The approval is based on a study that showed the efficacy of the Medtronic cryoablation procedure to prevent atrial arrhythmia recurrence compared to the use of AAD therapy
Medtronic operational headquarters in Fridley, Minnesota, US. (Credit: Group29 at English Wikipedia)
Medtronic has secured expanded approval from the US Food and Drug Administration (FDA) for its Arctic Front family of cardiac cryoablation catheters.
The expanded approval enables the use of the devices to treat recurrent symptomatic paroxysmal atrial fibrillation in the place of antiarrhythmic drug (AAD) therapy as an initial rhythm control strategy.

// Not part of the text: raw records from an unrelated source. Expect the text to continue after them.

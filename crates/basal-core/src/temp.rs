//! Joins a temporary-rate override with its expiry or cancellation.
//!
//! A temp basal carries its own duration, so its natural end is known the
//! moment it starts. The join exists because the override can be cancelled
//! early: a later `temp-stop` naming the override clips the segment short.
//! Only one override window is tracked at a time; a second temp series
//! interleaved before the first closes is buffered untouched rather than
//! guessed at.

use chrono::Duration;

use crate::error::ReconstructError;
use crate::event::{DeliveryType, DeviceEvent};
use crate::join::{JoinContext, Joiner, Spawn, StepResult};
use crate::segment::{BasalSegment, Record};

pub struct TempJoiner;

impl Joiner for TempJoiner {
    type Context = TempContext;

    fn spawn(&self, record: Record) -> Result<Spawn<TempContext>, ReconstructError> {
        match record {
            Record::Event(event) if !event.is_new_model() && event.is_temp_basal() => {
                let start = event.device_time.ok_or_else(|| {
                    ReconstructError::MissingDeviceTime {
                        id: event.id.clone(),
                    }
                })?;
                let duration =
                    event
                        .duration
                        .ok_or_else(|| ReconstructError::MissingDuration {
                            id: event.id.clone(),
                        })?;
                let end = start + Duration::milliseconds(duration);
                tracing::trace!(id = %event.id, %start, %end, "temp override opened");
                Ok(Spawn::Open(TempContext {
                    temp: BasalSegment::from_event(&event, start, Some(end)),
                    buffer: Vec::new(),
                }))
            }
            other => Ok(Spawn::Pass(other)),
        }
    }
}

pub struct TempContext {
    temp: BasalSegment,
    buffer: Vec<Record>,
}

impl TempContext {
    fn close(&mut self, reoffer: Option<DeviceEvent>) -> StepResult {
        tracing::trace!(id = %self.temp.id, end = ?self.temp.end, "temp override closed");
        let mut emit = vec![Record::Segment(self.temp.clone())];
        emit.append(&mut self.buffer);
        StepResult::Close { emit, reoffer }
    }

    fn cancels(&self, event: &DeviceEvent) -> bool {
        event.delivery_type == Some(DeliveryType::TempStop)
            && event.temp_id.as_deref() == Some(self.temp.id.as_str())
    }
}

impl JoinContext for TempContext {
    fn handle(&mut self, record: Record) -> Result<StepResult, ReconstructError> {
        let Record::Event(event) = record else {
            self.buffer.push(record);
            return Ok(StepResult::Continue);
        };
        if event.is_new_model() || !event.is_basal() {
            self.buffer.push(Record::Event(event));
            return Ok(StepResult::Continue);
        }

        // Natural expiry is checked before cancellation: a stop that arrives
        // after the window already ran out cannot clip anything.
        let expired = match (self.temp.end, event.device_time) {
            (Some(end), Some(at)) => end < at,
            _ => false,
        };
        if expired {
            return Ok(self.close(Some(event)));
        }

        if self.cancels(&event) {
            let at = event
                .device_time
                .ok_or_else(|| ReconstructError::MissingDeviceTime {
                    id: event.id.clone(),
                })?;
            self.temp.end = Some(at);
            // The cancellation marker is absorbed into the segment.
            return Ok(self.close(None));
        }

        self.buffer.push(Record::Event(event));
        Ok(StepResult::Continue)
    }

    fn completed(self) -> Vec<Record> {
        let mut tail = vec![Record::Segment(self.temp)];
        tail.extend(self.buffer);
        tail
    }
}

The approval is based on data from STOP AF First prospective, multicentre and randomised trial, which showed the efficacy of the Medtronic cryoablation procedure to prevent atrial arrhythmia recurrence compared to the use of AAD therapy.

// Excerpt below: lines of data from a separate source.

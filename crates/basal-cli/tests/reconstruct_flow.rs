//! End-to-end tests for the reconstruct command.
//!
//! Drives the compiled binary over file and stdin inputs and checks the
//! emitted record stream.

use std::io::Write;
use std::process::{Command, Stdio};

use tempfile::TempDir;

fn basal_binary() -> String {
    env!("CARGO_BIN_EXE_basal").to_string()
}

/// The carelink scenario used throughout: a scheduled rate interrupted by a
/// temp override, followed by two more rate changes.
fn carelink_events() -> serde_json::Value {
    serde_json::json!([
        {
            "id": "abcd", "type": "basal", "deliveryType": "scheduled",
            "source": "carelink", "deviceId": "pump-1",
            "deviceTime": "2014-03-07T01:00:00", "value": 0.65,
            "scheduleName": "night-shift"
        },
        {
            "id": "abcde", "type": "basal", "deliveryType": "temp",
            "source": "carelink", "deviceId": "pump-1",
            "deviceTime": "2014-03-07T01:38:27", "value": 1.7,
            "duration": 3_600_000
        },
        {
            "id": "abcdef", "type": "basal", "deliveryType": "scheduled",
            "source": "carelink", "deviceId": "pump-1",
            "deviceTime": "2014-03-07T04:00:00", "value": 0.32,
            "scheduleName": "night-shift"
        },
        {
            "id": "abcdefg", "type": "basal", "deliveryType": "scheduled",
            "source": "carelink", "deviceId": "pump-1",
            "deviceTime": "2014-03-07T12:00:00", "value": 1.02,
            "scheduleName": "night-shift"
        }
    ])
}

fn run_with_file(temp: &TempDir, input: &str, args: &[&str]) -> std::process::Output {
    let path = temp.path().join("events.json");
    std::fs::write(&path, input).unwrap();

    Command::new(basal_binary())
        .env("HOME", temp.path())
        .arg("reconstruct")
        .arg(&path)
        .args(args)
        .output()
        .expect("failed to run basal reconstruct")
}

fn parse_jsonl(stdout: &[u8]) -> Vec<serde_json::Value> {
    String::from_utf8_lossy(stdout)
        .lines()
        .map(|line| serde_json::from_str(line).expect("output line should be JSON"))
        .collect()
}

#[test]
fn test_reconstruct_json_array_file() {
    let temp = TempDir::new().unwrap();
    let output = run_with_file(&temp, &carelink_events().to_string(), &[]);
    assert!(
        output.status.success(),
        "reconstruct should succeed: {}",
        String::from_utf8_lossy(&output.stderr)
    );

    let records = parse_jsonl(&output.stdout);
    assert_eq!(records.len(), 4);
    for record in &records {
        assert_eq!(record["type"], "basal-rate-segment");
    }

    assert_eq!(records[0]["start"], "2014-03-07T01:00:00");
    assert_eq!(records[0]["end"], "2014-03-07T04:00:00");
    assert_eq!(records[0]["scheduleName"], "night-shift");

    assert_eq!(records[1]["id"], "abcde");
    assert_eq!(records[1]["end"], "2014-03-07T02:38:27");

    assert_eq!(records[2]["start"], "2014-03-07T04:00:00");
    assert_eq!(records[2]["end"], "2014-03-07T12:00:00");

    // Final segment is still open: end is present but null.
    assert_eq!(records[3]["start"], "2014-03-07T12:00:00");
    assert!(records[3]["end"].is_null());
    assert!(records[3].as_object().unwrap().contains_key("end"));
}

#[test]
fn test_reconstruct_jsonl_from_stdin() {
    let events = carelink_events();
    let jsonl: String = events
        .as_array()
        .unwrap()
        .iter()
        .map(|event| format!("{event}\n"))
        .collect();

    let temp = TempDir::new().unwrap();
    let mut child = Command::new(basal_binary())
        .env("HOME", temp.path())
        .arg("reconstruct")
        .stdin(Stdio::piped())
        .stdout(Stdio::piped())
        .stderr(Stdio::piped())
        .spawn()
        .unwrap();
    child
        .stdin
        .as_mut()
        .unwrap()
        .write_all(jsonl.as_bytes())
        .unwrap();
    let output = child.wait_with_output().unwrap();

    assert!(output.status.success());
    let records = parse_jsonl(&output.stdout);
    assert_eq!(records.len(), 4);
}

#[test]
fn test_pretty_flag_emits_one_array() {
    let temp = TempDir::new().unwrap();
    let output = run_with_file(&temp, &carelink_events().to_string(), &["--pretty"]);
    assert!(output.status.success());

    let records: serde_json::Value = serde_json::from_slice(&output.stdout).unwrap();
    assert_eq!(records.as_array().unwrap().len(), 4);
}

#[test]
fn test_pretty_via_config_file() {
    let temp = TempDir::new().unwrap();
    let config_path = temp.path().join("config.toml");
    std::fs::write(&config_path, "pretty = true\n").unwrap();

    let input_path = temp.path().join("events.json");
    std::fs::write(&input_path, carelink_events().to_string()).unwrap();

    let output = Command::new(basal_binary())
        .env("HOME", temp.path())
        .arg("--config")
        .arg(&config_path)
        .arg("reconstruct")
        .arg(&input_path)
        .output()
        .unwrap();

    assert!(output.status.success());
    let records: serde_json::Value = serde_json::from_slice(&output.stdout).unwrap();
    assert!(records.is_array());
}

#[test]
fn test_boluses_flag_merges_dual_wave() {
    let input = serde_json::json!([
        {
            "id": "b1", "type": "bolus", "subType": "dual/normal",
            "deviceTime": "2014-01-01T01:00:00", "value": 3.5,
            "joinKey": "k1"
        },
        {
            "id": "b2", "type": "bolus", "subType": "dual/square",
            "deviceTime": "2014-01-01T01:00:00", "value": 1.5,
            "joinKey": "k1", "duration": 14_400_000
        }
    ]);

    let temp = TempDir::new().unwrap();
    let output = run_with_file(&temp, &input.to_string(), &["--boluses"]);
    assert!(output.status.success());

    let records = parse_jsonl(&output.stdout);
    assert_eq!(records.len(), 1);
    assert_eq!(records[0]["id"], "b1");
    assert_eq!(records[0]["value"], 5.0);
    assert_eq!(records[0]["extended"], true);
}

#[test]
fn test_malformed_event_fails_with_offending_id() {
    let input = serde_json::json!([
        {
            "id": "broken", "type": "basal", "deliveryType": "temp",
            "source": "carelink", "duration": 3_600_000
        }
    ]);

    let temp = TempDir::new().unwrap();
    let output = run_with_file(&temp, &input.to_string(), &[]);
    assert!(!output.status.success());
    assert!(String::from_utf8_lossy(&output.stderr).contains("broken"));
}

#[test]
fn test_unparseable_line_reports_line_number() {
    let temp = TempDir::new().unwrap();
    let output = run_with_file(&temp, "{\"id\": \"a\", \"type\": \"smbg\"}\nnope\n", &[]);
    assert!(!output.status.success());
    assert!(String::from_utf8_lossy(&output.stderr).contains("line 2"));
}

The Arctic Front family of cardiac cryoablation catheters are claimed to be the first and only catheter ablation devices in the US approved to enable physicians enhance AF patient outcomes before drug failure and reduce the time from diagnosis to ablation with predictable outcomes.
According to the company, three recent clinical studies demonstrated the safety of the Medtronic cryoballoon and showed the efficacy of Arctic Front Cryoballoon ablation to prevent atrial arrhythmia recurrence in patients with paroxysmal AF (PAF) who have not failed AAD therapy.
The STOP AF First multicentre and randomised trial had assessed 225 patients at 24 sites in the US.
Medtronic’s EARLY-AF multicentre trial had evaluated 303 patients with AF who had never received AAD to cryoballoon-based pulmonary vein isolation or first-line AAD therapy.
The Cryo-FIRST randomised and multicentre trial had assessed 220 patients at 18 sites in nine countries across Europe, Australia and Latin America.
Medtronic cardiovascular portfolio’s cardiac ablation solutions president Rebecca Seidel said: “With this milestone announcement, Medtronic now has the only ablation catheter approved by the FDA to be used a as first-line treatment in the U.S. to treat AF.
“The indication expansion demonstrates how Medtronic continues to lead the way in cardiac ablation solutions for arrhythmia management and fill a market need for an early rhythm control strategy for what is an very progressive disease.”
Recently, the FDA also expanded the indication for the company’s cryoablation therapy to include treating patients with drug refractory recurrent symptomatic paroxysmal and persistent atrial fibrillation.
Earlier this month, Medtronic secured FDA approval for its next-generation recharge-free implantable neurostimulator (INS) called Vanta.